◆ **Your instructions**:
An exact copy of all the data is the expected answer.

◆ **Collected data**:
⁂

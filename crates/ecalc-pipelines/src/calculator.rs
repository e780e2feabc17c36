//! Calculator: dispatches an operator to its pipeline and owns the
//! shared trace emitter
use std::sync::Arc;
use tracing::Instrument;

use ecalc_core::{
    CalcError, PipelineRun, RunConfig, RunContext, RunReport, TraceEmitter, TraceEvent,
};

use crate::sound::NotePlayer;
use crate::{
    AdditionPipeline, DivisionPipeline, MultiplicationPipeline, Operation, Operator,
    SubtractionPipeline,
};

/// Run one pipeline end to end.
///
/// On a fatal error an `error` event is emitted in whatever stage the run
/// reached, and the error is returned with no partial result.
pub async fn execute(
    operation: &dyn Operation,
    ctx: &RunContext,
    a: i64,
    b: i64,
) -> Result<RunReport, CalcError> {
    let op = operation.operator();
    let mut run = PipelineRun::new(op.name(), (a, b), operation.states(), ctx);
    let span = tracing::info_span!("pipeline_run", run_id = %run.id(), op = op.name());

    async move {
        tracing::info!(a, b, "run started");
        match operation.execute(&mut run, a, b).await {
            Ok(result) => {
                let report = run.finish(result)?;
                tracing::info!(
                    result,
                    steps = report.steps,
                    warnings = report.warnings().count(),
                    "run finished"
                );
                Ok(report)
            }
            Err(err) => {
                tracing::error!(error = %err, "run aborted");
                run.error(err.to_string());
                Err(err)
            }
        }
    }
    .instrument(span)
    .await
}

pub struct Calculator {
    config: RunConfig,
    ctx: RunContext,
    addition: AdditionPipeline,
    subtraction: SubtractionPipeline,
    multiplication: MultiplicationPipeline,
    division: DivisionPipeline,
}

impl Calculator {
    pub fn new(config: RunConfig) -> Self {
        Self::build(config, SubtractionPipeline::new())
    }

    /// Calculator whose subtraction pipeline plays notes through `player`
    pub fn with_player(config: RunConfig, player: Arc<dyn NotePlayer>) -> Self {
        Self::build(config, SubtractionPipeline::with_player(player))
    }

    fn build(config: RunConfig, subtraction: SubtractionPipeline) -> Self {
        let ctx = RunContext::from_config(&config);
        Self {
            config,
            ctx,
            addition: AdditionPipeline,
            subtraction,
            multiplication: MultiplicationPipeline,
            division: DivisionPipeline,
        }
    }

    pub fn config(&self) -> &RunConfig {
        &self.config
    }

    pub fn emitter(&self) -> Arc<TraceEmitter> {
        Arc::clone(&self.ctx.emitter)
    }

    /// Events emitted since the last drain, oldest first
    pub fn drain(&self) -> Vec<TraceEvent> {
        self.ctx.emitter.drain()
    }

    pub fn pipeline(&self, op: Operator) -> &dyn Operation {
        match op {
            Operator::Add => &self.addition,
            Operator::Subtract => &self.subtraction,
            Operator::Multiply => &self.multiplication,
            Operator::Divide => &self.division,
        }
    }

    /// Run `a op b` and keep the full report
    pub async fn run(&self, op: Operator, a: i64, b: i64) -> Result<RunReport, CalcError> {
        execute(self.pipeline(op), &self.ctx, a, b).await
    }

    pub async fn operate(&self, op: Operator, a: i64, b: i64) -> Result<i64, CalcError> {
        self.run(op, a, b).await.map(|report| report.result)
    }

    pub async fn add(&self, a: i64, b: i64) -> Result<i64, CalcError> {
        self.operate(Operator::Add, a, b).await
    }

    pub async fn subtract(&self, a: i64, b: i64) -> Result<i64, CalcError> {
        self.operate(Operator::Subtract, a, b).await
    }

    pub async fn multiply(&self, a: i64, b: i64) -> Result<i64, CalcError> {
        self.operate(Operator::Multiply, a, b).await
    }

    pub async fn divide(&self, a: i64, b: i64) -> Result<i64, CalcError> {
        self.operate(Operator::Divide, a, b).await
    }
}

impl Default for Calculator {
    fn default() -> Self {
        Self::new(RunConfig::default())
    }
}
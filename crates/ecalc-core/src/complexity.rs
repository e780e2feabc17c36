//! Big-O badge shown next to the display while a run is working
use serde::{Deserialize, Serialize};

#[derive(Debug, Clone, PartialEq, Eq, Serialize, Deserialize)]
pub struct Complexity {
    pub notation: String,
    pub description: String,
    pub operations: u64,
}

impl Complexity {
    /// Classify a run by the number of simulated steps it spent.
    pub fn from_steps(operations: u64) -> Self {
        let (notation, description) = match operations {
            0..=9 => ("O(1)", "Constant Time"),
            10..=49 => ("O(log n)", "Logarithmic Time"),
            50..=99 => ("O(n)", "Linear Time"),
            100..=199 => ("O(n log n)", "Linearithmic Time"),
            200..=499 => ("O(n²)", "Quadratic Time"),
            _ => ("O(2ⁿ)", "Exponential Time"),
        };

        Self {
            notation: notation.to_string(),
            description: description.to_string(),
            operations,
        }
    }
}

⁂

◆ **Written reply**:
filename crates/ecalc-pipelines/src/calculator.rs
repository e780e2feabc17c36
//! Calculator: dispatches an operator to its pipeline and owns the
//! shared trace emitter
use std::sync::Arc;
use tracing::Instrument;

use ecalc_core::{
    CalcError, PipelineRun, RunConfig, RunContext, RunReport, TraceEmitter, TraceEvent,
};

use crate::sound::NotePlayer;
use crate::{
    AdditionPipeline, DivisionPipeline, MultiplicationPipeline, Operation, Operator,
    SubtractionPipeline,
};

/// Run one pipeline end to end.
///
/// On a fatal error an `error` event is emitted in whatever stage the run
/// reached, and the error is returned with no partial result.
pub async fn execute(
    operation: &dyn Operation,
    ctx: &RunContext,
    a: i64,
    b: i64,
) -> Result<RunReport, CalcError> {
    let op = operation.operator();
    let mut run = PipelineRun::new(op.name(), (a, b), operation.states(), ctx);
    let span = tracing::info_span!("pipeline_run", run_id = %run.id(), op = op.name());

    async move {
        tracing::info!(a, b, "run started");
        match operation.execute(&mut run, a, b).await {
            Ok(result) => {
                let report = run.finish(result)?;
                tracing::info!(
                    result,
                    steps = report.steps,
                    warnings = report.warnings().count(),
                    "run finished"
                );
                Ok(report)
            }
            Err(err) => {
                tracing::error!(error = %err, "run aborted");
                run.error(err.to_string());
                Err(err)
            }
        }
    }
    .instrument(span)
    .await
}

pub struct Calculator {
    config: RunConfig,
    ctx: RunContext,
    addition: AdditionPipeline,
    subtraction: SubtractionPipeline,
    multiplication: MultiplicationPipeline,
    division: DivisionPipeline,
}

impl Calculator {
    pub fn new(config: RunConfig) -> Self {
        Self::build(config, SubtractionPipeline::new())
    }

    /// Calculator whose subtraction pipeline plays notes through `player`
    pub fn with_player(config: RunConfig, player: Arc<dyn NotePlayer>) -> Self {
        Self::build(config, SubtractionPipeline::with_player(player))
    }

    fn build(config: RunConfig, subtraction: SubtractionPipeline) -> Self {
        let ctx = RunContext::from_config(&config);
        Self {
            config,
            ctx,
            addition: AdditionPipeline,
            subtraction,
            multiplication: MultiplicationPipeline,
            division: DivisionPipeline,
        }
    }

    pub fn config(&self) -> &RunConfig {
        &self.config
    }

    pub fn emitter(&self) -> Arc<TraceEmitter> {
        Arc::clone(&self.ctx.emitter)
    }

    /// Events emitted since the last drain, oldest first
    pub fn drain(&self) -> Vec<TraceEvent> {
        self.ctx.emitter.drain()
    }

    pub fn pipeline(&self, op: Operator) -> &dyn Operation {
        match op {
            Operator::Add => &self.addition,
            Operator::Subtract => &self.subtraction,
            Operator::Multiply => &self.multiplication,
            Operator::Divide => &self.division,
        }
    }

    /// Run `a op b` and keep the full report
    pub async fn run(&self, op: Operator, a: i64, b: i64) -> Result<RunReport, CalcError> {
        execute(self.pipeline(op), &self.ctx, a, b).await
    }

    pub async fn operate(&self, op: Operator, a: i64, b: i64) -> Result<i64, CalcError> {
        self.run(op, a, b).await.map(|report| report.result)
    }

    pub async fn add(&self, a: i64, b: i64) -> Result<i64, CalcError> {
        self.operate(Operator::Add, a, b).await
    }

    pub async fn subtract(&self, a: i64, b: i64) -> Result<i64, CalcError> {
        self.operate(Operator::Subtract, a, b).await
    }

    pub async fn multiply(&self, a: i64, b: i64) -> Result<i64, CalcError> {
        self.operate(Operator::Multiply, a, b).await
    }

    pub async fn divide(&self, a: i64, b: i64) -> Result<i64, CalcError> {
        self.operate(Operator::Divide, a, b).await
    }
}

impl Default for Calculator {
    fn default() -> Self {
        Self::new(RunConfig::default())
    }
}
filename crates/ecalc-core/src/complexity.rs
repository e780e2feabc17c36
//! Big-O badge shown next to the display while a run is working
use serde::{Deserialize, Serialize};

#[derive(Debug, Clone, PartialEq, Eq, Serialize, Deserialize)]
pub struct Complexity {
    pub notation: String,
    pub description: String,
    pub operations: u64,
}

impl Complexity {
    /// Classify a run by the number of simulated steps it spent.
    pub fn from_steps(operations: u64) -> Self {
        let (notation, description) = match operations {
            0..=9 => ("O(1)", "Constant Time"),
            10..=49 => ("O(log n)", "Logarithmic Time"),
            50..=99 => ("O(n)", "Linear Time"),
            100..=199 => ("O(n log n)", "Linearithmic Time"),
            200..=499 => ("O(n²)", "Quadratic Time"),
            _ => ("O(2ⁿ)", "Exponential Time"),
        };

        Self {
            notation: notation.to_string(),
            description: description.to_string(),
            operations,
        }
    }
}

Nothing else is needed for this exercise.